This Week’s Big Deal: The Modern Seller’s Creed

November 9, 2018

One Man Helping Another on Hike

Oprah Winfrey once said, “Helping others is the way we help ourselves.”

Her assertion is backed by science and has become a guiding principle for modern selling. We touched on this trend in a post last week about navigating at-risk customer relationships:

Today’s buyers prefer interacting with salespeople who listen to their needs and provide them with relevant information. Fifty-seven percent say they prefer to purchase from a salesperson who “doesn’t try to apply pressure or hassle them when following up.” In other words, your customers want more than a sales rep who can create a proposal — they want an advocate who makes their lives easier.

In B2B sales, overt pitching and hard sells are quickly becoming things of the past. The most successful sales professionals are developing a more helpful and consultative approach. This is how we build trust, which is absolutely essential; LinkedIn’s 2018 State of Sales report found that trust — more than even  ROI and price — is the most important contributor to closing deals.

Helping is the new selling. Adoption of this mindset should be a top priority for sales managers and teams everywhere. In her latest post on The Selling Agency’s blog, chief revenue officer Shawn Karol Sandy proposes a four-pronged Modern Seller’s Creed.

Value First: Four Tenets of Modern Selling

Are you focused on your goal, or your customer’s goal? If it’s the former, you’re at risk of being passed up by sales pros who are embracing buyer-centricity with open arms.

Sandy offers these four directives to guide an effective modern selling style:

  • Selling is the first opportunity you have to offer value to a prospect.
  • Selling is articulating YOUR value in a way that is valuable to someone else.
  • Selling is helping people make decisions in their buying process.
  • Selling is persisting with integrity so buyers can make the best, most informed decision.

“The reality is that your customers or buyers shouldn’t feel like there is a difference between helping and selling,” Sandy explains.

Right now, reps are largely coming up short in fostering this perception. According to the 2018 Buyer Preferences Survey from CSO Insights, vendor salespeople rank ninth out of 10 resources buyers rely on to solve business problems.
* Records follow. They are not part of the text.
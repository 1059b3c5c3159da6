use packlet_error::BuildResult;

pub struct LoadedSource {
  pub content: String,
  /// The file was not valid UTF-8 and was decoded lossily.
  pub is_lossy: bool,
}

pub async fn load_source(path: &str) -> BuildResult<LoadedSource> {
  let bytes = tokio::fs::read(path).await.map_err(|err| {
    anyhow::Error::from(err).context(format!("Failed to read \"{path}\""))
  })?;

  Ok(match String::from_utf8(bytes) {
    Ok(content) => LoadedSource { content, is_lossy: false },
    Err(err) => LoadedSource {
      content: String::from_utf8_lossy(err.as_bytes()).into_owned(),
      is_lossy: true,
    },
  })
}
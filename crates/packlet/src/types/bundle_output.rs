use packlet_common::OutputAsset;

#[derive(Default)]
pub struct BundleOutput {
  pub assets: Vec<OutputAsset>,
  pub warnings: Vec<anyhow::Error>,
}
How to Follow the Modern Seller’s Creed

“At the end of the day, sellers and buyers are human beings,” says SAP’s Eliana De Celis. “Relationships need to work first. The transactional stuff now takes second place to making an impact, being remembered and adding value to a relationship. You need to be the subject matter expert that your customer turns to. That go-to person with expertise.”

Remember the list of buyer preferences from a few paragraphs back? Subject matter experts are at the very top.  Salespeople usually possess the level of expertise to be considered SMEs in their fields, but it can be tough to bypass the inherent expectation of ulterior motives.
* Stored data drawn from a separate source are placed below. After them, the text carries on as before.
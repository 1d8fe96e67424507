//! Watch mode for automatic recompiles on file changes
//!
//! Watches the project root with debouncing. Every changed source file is
//! compiled on its own and the asset bundles that include its module are
//! rebuilt.

use notify::RecursiveMode;
use notify_debouncer_mini::{new_debouncer, DebouncedEventKind};
use std::collections::{BTreeSet, HashSet};
use std::path::{Path, PathBuf};
use std::sync::mpsc::channel;
use std::time::{Duration, Instant};

use thiserror::Error;
use tracing::{debug, info, warn};

use crate::build::{AssetBundler, CompileOutcome, Compiler};
use crate::config::WatchConfig;
use crate::lang::is_source_file;
use crate::project::Project;
use crate::translate::Parser;

/// Error during watch mode
#[derive(Debug, Error)]
#[non_exhaustive]
pub enum WatchError {
    /// Failed to initialize file watcher
    #[error("Failed to initialize file watcher: {0}")]
    WatcherInit(#[source] notify::Error),
    /// Failed to add watch path
    #[error("Failed to watch path: {0}")]
    WatchPath(#[source] notify::Error),
    /// Channel receive error
    #[error("Watch channel error: {0}")]
    ChannelError(String),
    /// Project root not found
    #[error("Project root not found: {}", .0.display())]
    RootNotFound(PathBuf),
}

/// What happened to one changed file.
#[derive(Debug)]
pub struct ChangeReport {
    /// The changed file
    pub file: PathBuf,
    /// Owning module
    pub module: String,
    /// Compile outcome, or the error message
    pub outcome: Result<CompileOutcome, String>,
    /// Asset bundles rewritten afterwards
    pub assets: Vec<PathBuf>,
}

impl ChangeReport {
    /// Whether compiling the file failed.
    pub fn is_failure(&self) -> bool {
        self.outcome.is_err()
    }
}

/// Tracks files with errors across changes for recovery detection
#[derive(Debug, Default)]
pub struct ErrorTracker {
    files_with_errors: HashSet<PathBuf>,
}

impl ErrorTracker {
    /// Create a new error tracker
    pub fn new() -> Self {
        Self::default()
    }

    /// Record a batch of changes, returns the files that no longer fail
    pub fn update(&mut self, reports: &[ChangeReport]) -> Vec<PathBuf> {
        let mut fixed = Vec::new();
        for report in reports {
            if report.is_failure() {
                self.files_with_errors.insert(report.file.clone());
            } else if self.files_with_errors.remove(&report.file) {
                fixed.push(report.file.clone());
            }
        }
        fixed
    }

    /// Check if there are any tracked errors
    pub fn has_errors(&self) -> bool {
        !self.files_with_errors.is_empty()
    }

    /// Get the number of files with errors
    pub fn error_count(&self) -> usize {
        self.files_with_errors.len()
    }
}

/// Options for watch mode
#[derive(Debug, Clone)]
pub struct WatchOptions {
    /// Directory to watch
    pub root: PathBuf,
    /// Watch configuration (debounce, clear screen)
    pub config: WatchConfig,
    /// Compile everything once before watching
    pub initial_build: bool,
}

impl WatchOptions {
    /// Options taken from a project's `watch` settings.
    pub fn for_project(project: &Project) -> Self {
        Self {
            root: project.root().to_path_buf(),
            config: project.config().watch.clone(),
            initial_build: true,
        }
    }
}

/// Debounce delay, at least one millisecond.
fn debounce(config: &WatchConfig) -> Duration {
    Duration::from_millis(u64::from(config.debounce_ms.max(1)))
}

/// Whether a changed path can be compiled
pub fn is_relevant_file(path: &Path) -> bool {
    is_source_file(path)
}

/// Compile one changed file and rebuild the bundles of its module.
///
/// Returns `None` when the file does not belong to the source root of any
/// module.
pub fn handle_change<P: Parser>(
    compiler: &Compiler<'_, P>,
    file: &Path,
) -> Option<ChangeReport> {
    let project = compiler.project();
    let module = project.find_module_by_file(file)?;
    let relative = module.relative_source_path(file)?;

    let outcome = compiler.compile(module, &relative, None).map_err(|e| e.to_string());

    let mut assets = Vec::new();
    if matches!(outcome, Ok(CompileOutcome::Compiled(_))) {
        match AssetBundler::new(project).update_assets(module) {
            Ok(written) => assets = written,
            Err(e) => warn!("Asset update for '{}' failed: {}", module.name(), e),
        }
    }

    Some(ChangeReport {
        file: file.to_path_buf(),
        module: module.name().to_string(),
        outcome,
        assets,
    })
}

/// Clear the terminal screen
fn clear_screen() {
    // ANSI escape code to clear screen and move cursor to top-left
    print!("\x1B[2J\x1B[1;1H");
}

/// Format duration for display
fn format_duration(duration: Duration) -> String {
    let millis = duration.as_millis();
    if millis < 1000 {
        format!("{}ms", millis)
    } else {
        format!("{:.2}s", duration.as_secs_f64())
    }
}

fn initial_build<P: Parser>(compiler: &Compiler<'_, P>, tracker: &mut ErrorTracker) {
    let start = Instant::now();
    match compiler.compile_all() {
        Ok(result) => {
            let reports: Vec<ChangeReport> = result
                .failures()
                .into_iter()
                .filter_map(|f| {
                    let module = compiler.project().get_module(&f.module)?;
                    Some(ChangeReport {
                        file: module.source_file_path(&f.path)?,
                        module: f.module.clone(),
                        outcome: Err(f.error().unwrap_or_default().to_string()),
                        assets: vec![],
                    })
                })
                .collect();
            tracker.update(&reports);
            info!("{}", result.summary());
        }
        Err(e) => warn!("Build failed: {}", e),
    }
    if let Err(e) = AssetBundler::new(compiler.project()).build_all() {
        warn!("Asset build failed: {}", e);
    }
    info!("Initial build finished in {}", format_duration(start.elapsed()));
}

fn report_changes(reports: &[ChangeReport], fixed: &[PathBuf], elapsed: Duration) {
    for file in fixed {
        info!("Fixed: {}", file.display());
    }
    for report in reports {
        match &report.outcome {
            Ok(CompileOutcome::Compiled(outputs)) => {
                info!("Compiled {} ({} outputs)", report.file.display(), outputs.len())
            }
            Ok(CompileOutcome::Skipped(reason)) => {
                debug!("Skipped {}: {}", report.file.display(), reason)
            }
            Err(e) => warn!("{}", e),
        }
        for asset in &report.assets {
            info!("Updated asset {}", asset.display());
        }
    }
    let failed = reports.iter().filter(|r| r.is_failure()).count();
    if failed == 0 {
        info!("Rebuild complete ({})", format_duration(elapsed));
    } else {
        warn!(
            "Rebuild failed ({}) - {} error{}",
            format_duration(elapsed),
            failed,
            if failed == 1 { "" } else { "s" }
        );
    }
}

/// Watch the project for changes and recompile automatically.
///
/// Blocks until the watcher channel closes.
pub fn watch_project<P: Parser>(
    compiler: &Compiler<'_, P>,
    options: &WatchOptions,
) -> Result<(), WatchError> {
    if !options.root.is_dir() {
        return Err(WatchError::RootNotFound(options.root.clone()));
    }

    let (tx, rx) = channel();
    let debounce_duration = debounce(&options.config);
    let mut debouncer = new_debouncer(debounce_duration, tx).map_err(WatchError::WatcherInit)?;
    debouncer
        .watcher()
        .watch(&options.root, RecursiveMode::Recursive)
        .map_err(WatchError::WatchPath)?;

    let mut error_tracker = ErrorTracker::new();
    if options.initial_build {
        if options.config.clear_screen {
            clear_screen();
        }
        initial_build(compiler, &mut error_tracker);
    }
    info!("Watching {} for changes...", options.root.display());

    loop {
        match rx.recv() {
            Ok(Ok(events)) => {
                let changed: BTreeSet<PathBuf> = events
                    .into_iter()
                    .filter(|e| matches!(e.kind, DebouncedEventKind::Any))
                    .map(|e| e.path)
                    .filter(|p| is_relevant_file(p))
                    .collect();
                if changed.is_empty() {
                    continue;
                }

                if options.config.clear_screen {
                    clear_screen();
                }
                let start = Instant::now();
                let reports: Vec<ChangeReport> =
                    changed.iter().filter_map(|file| handle_change(compiler, file)).collect();
                let fixed = error_tracker.update(&reports);
                report_changes(&reports, &fixed, start.elapsed());
            }
            Ok(Err(e)) => {
                warn!("Watch error: {}", e);
            }
            Err(e) => {
                return Err(WatchError::ChannelError(e.to_string()));
            }
        }
    }
}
Here are some tips for aligning your sales team with Sandy’s modern seller’s creed:

Deliver informative content that’s not solely intended to point toward your solution.

“Selling is helping people make decisions in their buying process.” That doesn’t necessarily mean helping someone decide on your solution (though obviously this is the ideal outcome). Consider creating PointDrive presentations consisting solely of objective, informative third-party content that you can share with prospects who are early in the research process. Point them to useful websites and resources. Even if the modern buyer is more self-driven in weighing options, they still appreciate a nudge in the right direction, and will remember it down the line.

When building sales teams, focus on skill sets conducive to helping.

“Are we building capabilities that are most critical in being helpful to customers?” Dave Brock posed this question in an article at CustomerThink last month, and suggested that sales managers should start looking beyond traditional selling skills, with increased emphasis on curiosity, critical thinking/problem solving, project management, collaboration, and resources management.

Know the individual and their business before engaging.

One of the last things you want to do is force the buyer to help you — with understanding their business, their industry, and their circumstances. “I’d certainly appreciate a seller who did all necessary research into our industry needs beforehand, and did not ask unnecessary questions,” said one anonymous respondent in the 2018 Buyer Preferences Survey. With this in mind, do all the learning you can before engaging so you can really take advantage of that “first opportunity you have to deliver value to a prospect.” An individual’s LinkedIn profile, their company’s LinkedIn Page, and their corporate website will usually offer a wealth of info.

Helping is a Big Deal

Most salespeople end up in their profession because of a natural propensity for working with others. Evidence continues to mount that the path to success in modern selling is by playing up your helpful qualities and putting them at the forefront of your sales approach.

Helping others is the way you help yourself, and your team, drive results.